14 Gedanken zu “Aufruf zur Selbstanzeige!

  1. Stichwort “von unten”. Ich unterstütze die Forderung, Aufklärungsarbeit in Form von Kampagnen in den legalen Raum verortet gehört.

    Doch, ist es nicht so, dass sich das Angebot an der Nachfrage orientiert?
    Wenn niemand mehr Pelz kaufen würde, würde es auch nicht angeboten werden.
    Wenn du den KundInnen dann sagst “Pelz ist Tierquälerei”, mögen sie zwar sagen “Ach echt, das wusste ich nicht”.
    Aber leider glaube ich, dass sie es sowieso wissen, es ihnen aber einfach egal ist. Ja, solche Menschen gibt’s und muss es offensichtlich geben.

    “Von unten” wäre es für mich dann, wenn die Menschen aus sich selbst heraus endlich vernünftig würden und erkennen könnten, welche Konsequenzen ihr Konsumverhalten nach sich trägt.

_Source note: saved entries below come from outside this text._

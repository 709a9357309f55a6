use async_trait::async_trait;
use reconic_common::models::outcome::ProbeOutcome;
use reconic_common::models::work::WorkItem;
use reqwest::{Client, StatusCode};
use tracing::trace;

use super::Probe;

/// GETs `http://<subdomain>` and calls it live unless it answers 404.
///
/// Any other status counts, 5xx included, so a load balancer serving an error
/// page for an unknown host reads as live.
pub struct LivenessProbe {
    client: Client,
    scheme: &'static str,
}

impl LivenessProbe {
    pub fn new(client: Client) -> Self {
        Self {
            client,
            scheme: "http",
        }
    }

    pub fn with_https(mut self) -> Self {
        self.scheme = "https";
        self
    }
}

#[async_trait]
impl Probe for LivenessProbe {
    async fn probe(&self, item: WorkItem) -> ProbeOutcome {
        let url: Option<String> = match &item {
            WorkItem::Subdomain(name) => Some(format!("{}://{name}", self.scheme)),
            _ => None,
        };
        let Some(url) = url else {
            return ProbeOutcome::miss(item);
        };

        match self.client.get(&url).send().await {
            Ok(response) if response.status() != StatusCode::NOT_FOUND => {
                ProbeOutcome::bare_hit(item)
            }
            Ok(_) => ProbeOutcome::miss(item),
            Err(e) => {
                trace!("{url}: {e}");
                ProbeOutcome::miss(item)
            }
        }
    }
}

// ╔════════════════════════════════════════════╗
// ║ ████████╗███████╗███████╗████████╗███████╗ ║
// ║ ╚══██╔══╝██╔════╝██╔════╝╚══██╔══╝██╔════╝ ║
// ║    ██║   █████╗  ███████╗   ██║   ███████╗ ║
// ║    ██║   ██╔══╝  ╚════██║   ██║   ╚════██║ ║
// ║    ██║   ███████╗███████║   ██║   ███████║ ║
// ║    ╚═╝   ╚══════╝╚══════╝   ╚═╝   ╚══════╝ ║
// ╚════════════════════════════════════════════╝
/// Global, per-invocation settings shared by every command.
#[derive(Debug, Clone, Default)]
pub struct Config {
    /// Hides the banner at startup.
    pub no_banner: bool,
    /// 0 prints everything, 1 hides decorations, 2 prints results only.
    pub quiet: u8,
    /// Disables the keyboard listener (`q` to finish early).
    pub disable_input: bool,
    /// Prints the final reports as JSON on stdout.
    pub json: bool,
    /// Raises the log level (`-v` debug, `-vv` trace).
    pub verbose: u8,
}
use std::net::IpAddr;

use serde::Serialize;

use super::work::WorkItem;

/// What a successful probe learned about its work item.
#[derive(Clone, Debug, PartialEq, Eq, Serialize)]
#[serde(rename_all = "lowercase")]
pub enum Classification {
    /// Service name of an open port (`"Unknown"` when unmapped).
    Service(String),
    /// Full URL of a discovered directory.
    Url(String),
    /// Addresses a subdomain resolved to.
    Addresses(Vec<IpAddr>),
}

/// The result of probing one [`WorkItem`].
///
/// Created by exactly one probe invocation and never mutated afterwards.
#[derive(Clone, Debug, PartialEq, Eq, Serialize)]
pub struct ProbeOutcome {
    item: WorkItem,
    success: bool,
    #[serde(skip_serializing_if = "Option::is_none")]
    payload: Option<Classification>,
}

impl ProbeOutcome {
    /// A hit carrying a classification payload.
    pub fn hit(item: WorkItem, payload: Classification) -> Self {
        Self {
            item,
            success: true,
            payload: Some(payload),
        }
    }

    /// A hit with nothing to add beyond the item itself.
    pub fn bare_hit(item: WorkItem) -> Self {
        Self {
            item,
            success: true,
            payload: None,
        }
    }

    /// Closed, filtered, not found, timed out or otherwise not worth reporting.
    pub fn miss(item: WorkItem) -> Self {
        Self {
            item,
            success: false,
            payload: None,
        }
    }

    pub fn item(&self) -> &WorkItem {
        &self.item
    }

    pub fn is_success(&self) -> bool {
        self.success
    }

    pub fn payload(&self) -> Option<&Classification> {
        self.payload.as_ref()
    }
}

    Ich werde jetzt auch nicht mehr bei Eybl einkaufen (Kleiderbauer hat keinen Groschen von mir). Auch dann nicht, wenn sie jetzt keinen Pelz mehr verkaufen (wollen). Bei solchen Firmen weiß man ja nie, was da im Schatten noch so abläuft.

    Ist der Ruf erst ruiniert…

  2. Helft Kleiderbauer!
    Sagt ihm und der Behörde, warum ihr nicht mehr dort einkauft! Kunden die feedback geben, geben dem Unternehmen die Möglichkeit das Sortiment anzupassen. Wirtschaftlich wirklich schädlich wäre ein Ignorieren – ohne feedback.
    Es werden wohl künftigt auch alte Omas verfolgt werden wenn sie schweigend nicht mehr dort einkaufen, da sie es unterlassen haben dem Unternehmen das mitzuteilen und – wissend dass die Pensionisten zu einer zunehmend zahlungskräftige Gruppe gehören und organisiert sind – dem Unternehmen Schaden zugefügt haben.

  3. Ich finde,es ist sogar verkaufsfördernd und umsatzsteigernd, wenn ich einer Firma mitteile, warum ich nicht mehr dort einkaufe und was sie tun kann, dass ich wieder Kunde werde.

  4. Gefährdung der Existenz – das nenn ich ja direkt ein Kompliment – wenn so viele dem Boykottaufruf folgen dass sich da draus eine Gefährdung der Existenz ergibt dann sind da übrigends bestimmt auch ein paar billig und gerecht Denkende dabei.

  5. Eine Bedrohung der Existenz? Wir sollten die Bilanzen von Kleider Bauer beim Firmenbuch ausheben
    Ist die Bespitzelung, UHaft usw keine Bedrohung der Existenz? Wer wurde dafür verurteilt – oder gabs da nur Beförderungen?
    Ich könnte mich da grad reinleben: jede Baustelle vor einem frequentierten Geschäft ist eine Bedrohung der Existenz und erst jede Aktivität, die auf Geschäftspraktiken von Unternehmen ist eine Bedrohung der Existenz (zB die Zeitschrift Konsument, wo gute und schlechte Serviceleistungen beschreibt)

  6. Lustig, dass die OLG-Richterinnen das sogar als gefährdend für die wirtschaftliche Existenz einstufen. Angeklagt ist schließlich § 106 schwere Nötigung, d.h. Bedrohung der wirtschaftlichen Existenz!

  7. Ich hab’s noch nicht verstanden: wenn 100.000 sagen, dass sie nicht bei Eybl, Kleider Bauer usw kaufen, hat das doch Null Auswirkung, wenn parallel 900.000 dort einkaufen?
    Von Umsatzeinbrüchen bei pelzverkaufenden Firmen können wir nur träumen, oder?